Hibernate is the first widely used ORM framework, which manages database connections through XML and provides a full table mapping model with a high degree of encapsulation. After configuring the mapping file and database link file, Hibernate can use the Session object to perform database operations. The developer does not need to touch the SQL statement, but only need to write the HQL statement.

Hibernate is often paired with Struts and Spring, the classic SSH framework in the Java world.

HQL has more syntax restrictions than SQL:

  1. You cannot query unmapped tables, and you can use the UNION syntax only when the relationship between models is clear.
  2. Table name, column name is case sensitive.
  3. No *, #, –.
  4. There is no delay function.

So HQL injection is much more difficult to exploit than SQL injection. From a code audit perspective, this is consistent with normal SQL injection:

Splicing causes injection vulnerabilities:

You can use placeholders and named parameters to prevent SQL statements, both of which are precompiled in nature.

Hibernate has many disadvantages:

  1. The full table mapping is inflexible, and all fields need to be sent during update, which affects the program running efficiency.
  2. Poor support for complex queries.
  3. Stored procedure support is poor.
  4. The HQL performance is poor and cannot be optimized based on SQL.

When auditing Hibernate related injection, you can quickly locate SQL operations by searching createQuery globally.

2 JPA

JPA, also known as the Java Persistence API, is a data Persistence specification provided by Java EE that allows developers to persist an object into a database through XML or annotations.

It mainly includes three aspects:

1.ORM mapping metadata, which describes the mapping between objects and data tables through XML or annotations. The framework can then automatically save the data in the object to the database.

Common annotations include @entity, @table, @column, and @TRANSIENT

2. Data operation API, built-in interface, convenient to perform CRUD operations on a data table, save developers writing SQL time.

Common methods are: entityManager.merge(T T);

3.JPQL, which provides an object-oriented rather than database-oriented query language, decouples programs from databases and SQL.

JPA is a set of specifications and Hibernate implements the JPA specification.

In the Spring framework, a simplified JPA implementation, Spirng Data JPA, is provided.

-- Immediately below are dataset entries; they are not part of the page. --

//! Target Passes
//!
//! A target pass is one stage of a technique: an ordered list of passes that
//! all render into the same destination.

use serde::{Deserialize, Serialize};

use super::pass::{CompositionPass, PassType};

/// Where a stage renders to.
#[derive(Debug, Clone, PartialEq, Eq, Serialize, Deserialize)]
#[serde(rename_all = "snake_case")]
pub enum TargetOutput {
    /// A texture definition of the technique.
    Texture(String),
    /// The instance's final output (next instance's input, or the viewport).
    Final,
}

/// How a stage obtains its implicit input.
///
/// | Mode | `"previous"` binding | Stage without passes |
/// |------|----------------------|----------------------|
/// | `None` | unavailable | does nothing |
/// | `Previous` | preceding stage's destination | copies the previous content |
#[derive(Debug, Clone, Copy, PartialEq, Eq, Hash, Default, Serialize, Deserialize)]
#[serde(rename_all = "snake_case")]
pub enum InputMode {
    #[default]
    None,
    Previous,
}

/// One stage of a technique.
#[derive(Debug, Clone, PartialEq, Serialize, Deserialize)]
pub struct CompositionTargetPass {
    pub output: TargetOutput,
    #[serde(default)]
    pub input_mode: InputMode,
    /// Execute only on the first frame after the instance (re)allocates its
    /// textures.
    #[serde(default)]
    pub only_initial: bool,
    /// Scene visibility mask forwarded to scene renders of this stage.
    #[serde(default = "default_visibility_mask")]
    pub visibility_mask: u32,
    /// LOD bias forwarded to scene renders of this stage.
    #[serde(default = "default_lod_bias")]
    pub lod_bias: f32,
    /// Material scheme forwarded to scene renders of this stage.
    #[serde(default, skip_serializing_if = "Option::is_none")]
    pub material_scheme: Option<String>,
    #[serde(default)]
    pub passes: Vec<CompositionPass>,
}

const fn default_visibility_mask() -> u32 {
    0xFFFF_FFFF
}

const fn default_lod_bias() -> f32 {
    1.0
}

impl CompositionTargetPass {
    #[must_use]
    pub fn new(output: TargetOutput) -> Self {
        Self {
            output,
            input_mode: InputMode::None,
            only_initial: false,
            visibility_mask: default_visibility_mask(),
            lod_bias: default_lod_bias(),
            material_scheme: None,
            passes: Vec::new(),
        }
    }

    /// Renders this stage into the named texture definition.
    pub fn set_output_name(&mut self, name: impl Into<String>) -> &mut Self {
        self.output = TargetOutput::Texture(name.into());
        self
    }

    /// Name of the destination texture, `None` for the final output.
    #[must_use]
    pub fn output_name(&self) -> Option<&str> {
        match &self.output {
            TargetOutput::Texture(name) => Some(name),
            TargetOutput::Final => None,
        }
    }

    pub fn set_input_mode(&mut self, mode: InputMode) -> &mut Self {
        self.input_mode = mode;
        self
    }

    pub fn set_only_initial(&mut self, only_initial: bool) -> &mut Self {
        self.only_initial = only_initial;
        self
    }

    pub fn set_visibility_mask(&mut self, mask: u32) -> &mut Self {
        self.visibility_mask = mask;
        self
    }

    pub fn set_lod_bias(&mut self, bias: f32) -> &mut Self {
        self.lod_bias = bias;
        self
    }

    pub fn set_material_scheme(&mut self, scheme: impl Into<String>) -> &mut Self {
        self.material_scheme = Some(scheme.into());
        self
    }

    /// Appends a pass and returns it for authoring.
    pub fn create_pass(&mut self, pass_type: PassType) -> &mut CompositionPass {
        self.passes.push(CompositionPass::new(pass_type));
        let last = self.passes.len() - 1;
        &mut self.passes[last]
    }

    pub fn remove_pass(&mut self, index: usize) -> Option<CompositionPass> {
        (index < self.passes.len()).then(|| self.passes.remove(index))
    }

    #[inline]
    #[must_use]
    pub fn num_passes(&self) -> usize {
        self.passes.len()
    }

    /// `true` for a `Previous` stage without passes of its own, which copies
    /// its input into its destination.
    #[inline]
    #[must_use]
    pub fn is_implicit_copy(&self) -> bool {
        self.input_mode == InputMode::Previous && self.passes.is_empty()
    }
}
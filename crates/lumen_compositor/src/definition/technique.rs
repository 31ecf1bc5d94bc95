//! Composition Techniques
//!
//! A technique is one complete pipeline variant of a compositor: the
//! intermediate textures it needs, the stages that render into them, and the
//! output stage that produces the final image.

use lumen_core::errors::{LumenError, Result};
use lumen_core::format::{Capabilities, PixelFormat, RenderFeatures};
use rustc_hash::FxHashSet;
use serde::{Deserialize, Serialize};

use super::pass::{PREVIOUS_INPUT, PassKind};
use super::target_pass::{CompositionTargetPass, InputMode, TargetOutput};

/// An intermediate render texture declared by a technique.
///
/// A `width` or `height` of `0` tracks the viewport's dimension.
#[derive(Debug, Clone, PartialEq, Eq, Serialize, Deserialize)]
pub struct TextureDefinition {
    pub name: String,
    #[serde(default)]
    pub width: u32,
    #[serde(default)]
    pub height: u32,
    #[serde(default)]
    pub format: PixelFormat,
    /// Whether the storage may be shared with other instances through the
    /// pool. Textures whose contents must survive between frames clear this.
    #[serde(default = "default_pooled")]
    pub pooled: bool,
}

const fn default_pooled() -> bool {
    true
}

impl TextureDefinition {
    #[must_use]
    pub fn new(name: impl Into<String>) -> Self {
        Self {
            name: name.into(),
            width: 0,
            height: 0,
            format: PixelFormat::default(),
            pooled: true,
        }
    }

    pub fn set_size(&mut self, width: u32, height: u32) -> &mut Self {
        self.width = width;
        self.height = height;
        self
    }

    pub fn set_format(&mut self, format: PixelFormat) -> &mut Self {
        self.format = format;
        self
    }

    pub fn set_pooled(&mut self, pooled: bool) -> &mut Self {
        self.pooled = pooled;
        self
    }

    /// `true` if either dimension follows the viewport.
    #[inline]
    #[must_use]
    pub const fn is_viewport_relative(&self) -> bool {
        self.width == 0 || self.height == 0
    }

    /// Concrete size against a viewport of `viewport` pixels.
    #[inline]
    #[must_use]
    pub const fn resolve_size(&self, viewport: (u32, u32)) -> (u32, u32) {
        let width = if self.width == 0 { viewport.0 } else { self.width };
        let height = if self.height == 0 { viewport.1 } else { self.height };
        (width, height)
    }
}

/// One pipeline variant of a compositor.
#[derive(Debug, Clone, PartialEq, Serialize, Deserialize)]
pub struct CompositionTechnique {
    #[serde(default)]
    pub texture_definitions: Vec<TextureDefinition>,
    /// Intermediate stages, executed in order before the output stage.
    #[serde(default)]
    pub target_passes: Vec<CompositionTargetPass>,
    pub output_target_pass: CompositionTargetPass,
    /// Render system features this technique needs.
    #[serde(default)]
    pub required_features: RenderFeatures,
}

impl Default for CompositionTechnique {
    fn default() -> Self {
        Self::new()
    }
}

impl CompositionTechnique {
    #[must_use]
    pub fn new() -> Self {
        Self {
            texture_definitions: Vec::new(),
            target_passes: Vec::new(),
            output_target_pass: CompositionTargetPass::new(TargetOutput::Final),
            required_features: RenderFeatures::empty(),
        }
    }

    // ── Texture definitions ────────────────────────────────────────────────

    /// Declares a new intermediate texture and returns it for authoring.
    ///
    /// Fails if the name is already declared or is the reserved
    /// [`PREVIOUS_INPUT`].
    pub fn create_texture_definition(
        &mut self,
        name: impl Into<String>,
    ) -> Result<&mut TextureDefinition> {
        let name = name.into();
        if name.is_empty() || name == PREVIOUS_INPUT {
            return Err(LumenError::definition(
                "",
                format!("'{name}' is not a valid texture definition name"),
            ));
        }
        if self.texture_definition(&name).is_some() {
            return Err(LumenError::definition(
                "",
                format!("texture definition '{name}' declared twice"),
            ));
        }
        self.texture_definitions.push(TextureDefinition::new(name));
        let last = self.texture_definitions.len() - 1;
        Ok(&mut self.texture_definitions[last])
    }

    #[must_use]
    pub fn texture_definition(&self, name: &str) -> Option<&TextureDefinition> {
        self.texture_definitions.iter().find(|d| d.name == name)
    }

    pub fn remove_texture_definition(&mut self, name: &str) -> Option<TextureDefinition> {
        let index = self.texture_definitions.iter().position(|d| d.name == name)?;
        Some(self.texture_definitions.remove(index))
    }

    // ── Stages ─────────────────────────────────────────────────────────────

    /// Appends an intermediate stage. Set its destination with
    /// [`CompositionTargetPass::set_output_name`].
    pub fn create_target_pass(&mut self) -> &mut CompositionTargetPass {
        self.target_passes
            .push(CompositionTargetPass::new(TargetOutput::Texture(String::new())));
        let last = self.target_passes.len() - 1;
        &mut self.target_passes[last]
    }

    pub fn remove_target_pass(&mut self, index: usize) -> Option<CompositionTargetPass> {
        (index < self.target_passes.len()).then(|| self.target_passes.remove(index))
    }

    #[must_use]
    pub fn output_target_pass(&self) -> &CompositionTargetPass {
        &self.output_target_pass
    }

    pub fn output_target_pass_mut(&mut self) -> &mut CompositionTargetPass {
        &mut self.output_target_pass
    }

    /// All stages in execution order: intermediates, then the output stage.
    pub fn stages(&self) -> impl Iterator<Item = &CompositionTargetPass> {
        self.target_passes
            .iter()
            .chain(std::iter::once(&self.output_target_pass))
    }

    // ── Capabilities ───────────────────────────────────────────────────────

    pub fn require(&mut self, features: RenderFeatures) -> &mut Self {
        self.required_features |= features;
        self
    }

    /// `true` if the render system has every required feature and can
    /// render to every declared format. Float formats also need
    /// `FLOAT_TEXTURES`.
    #[must_use]
    pub fn is_supported(&self, caps: &Capabilities) -> bool {
        caps.supports_features(self.required_features)
            && self.texture_definitions.iter().all(|d| {
                caps.supports_format(d.format)
                    && (!d.format.is_float()
                        || caps.supports_features(RenderFeatures::FLOAT_TEXTURES))
            })
    }

    // ── Validation ─────────────────────────────────────────────────────────

    /// Checks that the technique can be compiled. `compositor` names the
    /// owner in the returned error.
    pub fn validate(&self, compositor: &str) -> Result<()> {
        let mut seen = FxHashSet::default();
        for def in &self.texture_definitions {
            if !seen.insert(def.name.as_str()) {
                return Err(LumenError::definition(
                    compositor,
                    format!("texture definition '{}' declared twice", def.name),
                ));
            }
            if def.name == PREVIOUS_INPUT {
                return Err(LumenError::definition(
                    compositor,
                    "'previous' cannot be used as a texture definition name",
                ));
            }
        }

        for (index, stage) in self.target_passes.iter().enumerate() {
            match &stage.output {
                TargetOutput::Texture(name) if seen.contains(name.as_str()) => {}
                TargetOutput::Texture(name) => {
                    return Err(LumenError::definition(
                        compositor,
                        format!("stage {index} renders to undefined texture '{name}'"),
                    ));
                }
                TargetOutput::Final => {
                    return Err(LumenError::definition(
                        compositor,
                        format!("stage {index} targets the final output; only the output stage may"),
                    ));
                }
            }
        }
        if self.output_target_pass.output != TargetOutput::Final {
            return Err(LumenError::definition(
                compositor,
                "output stage must render to the final output",
            ));
        }

        for stage in self.stages() {
            for pass in &stage.passes {
                let PassKind::RenderQuad(quad) = &pass.kind else {
                    continue;
                };
                if quad.material.as_deref().is_none_or(str::is_empty) {
                    return Err(LumenError::definition(
                        compositor,
                        "render quad pass without a material",
                    ));
                }
                for (slot, input) in quad.bound_inputs() {
                    if input == PREVIOUS_INPUT {
                        if stage.input_mode != InputMode::Previous {
                            return Err(LumenError::definition(
                                compositor,
                                format!(
                                    "input slot {slot} reads 'previous' in a stage whose input mode is None"
                                ),
                            ));
                        }
                    } else if !seen.contains(input) {
                        return Err(LumenError::definition(
                            compositor,
                            format!("input slot {slot} names undefined texture '{input}'"),
                        ));
                    }
                }
            }
        }

        let output = &self.output_target_pass;
        if self.target_passes.is_empty()
            && output.passes.is_empty()
            && output.input_mode == InputMode::None
        {
            return Err(LumenError::definition(compositor, "technique produces no output"));
        }
        Ok(())
    }
}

Write dao layer interface according to the agreed method naming rules, you can realize the access and operation to the database without writing interface implementation. It also provides many functions in addition to CRUD, such as paging, sorting, complex queries, and so on. It’s easier to use, but the underlying JPA implementation of Hibernate is still used.

As with HQL injection, SQL injection occurs when data controlled by the user is inserted into a query statement using concatenation.

Secure queries should use precompilation techniques.

Spring Data JPA is precompiled as follows:

String getUser = "SELECT username FROM users WHERE id = ?" ; Query query = em.createNativeQuery(getUser); query.setParameter(1, id); String username = query.getResultList();Copy the code

Tip: Hibernate was invented earlier than the JPA specification. After Hibernate became mature, the JavaEE development team invited Hibernate core developers to work together to develop the JPA specification. Spring Data JPA has since been further optimized according to the specification. In addition, there are many products for implementing the JPA specification, such as Eclipse’s TopLink (OracleLink).

Six summarize

After the above introduction, especially the discussion about the error-prone points of Mybatis, we can draw the following conclusions:

  1. There are many types of persistence layer components.
  2. Developers’ misunderstanding of tool use is the main cause of bugs.
  3. Due to the dynamic nature of auto-generated plug-ins, automated discovery of SQL vulnerabilities cannot simply be found using ${}. Detailed matching rules must be made according to the global persistence layer component characteristics.

The original link

This article is the original content of Aliyun and shall not be reproduced without permission.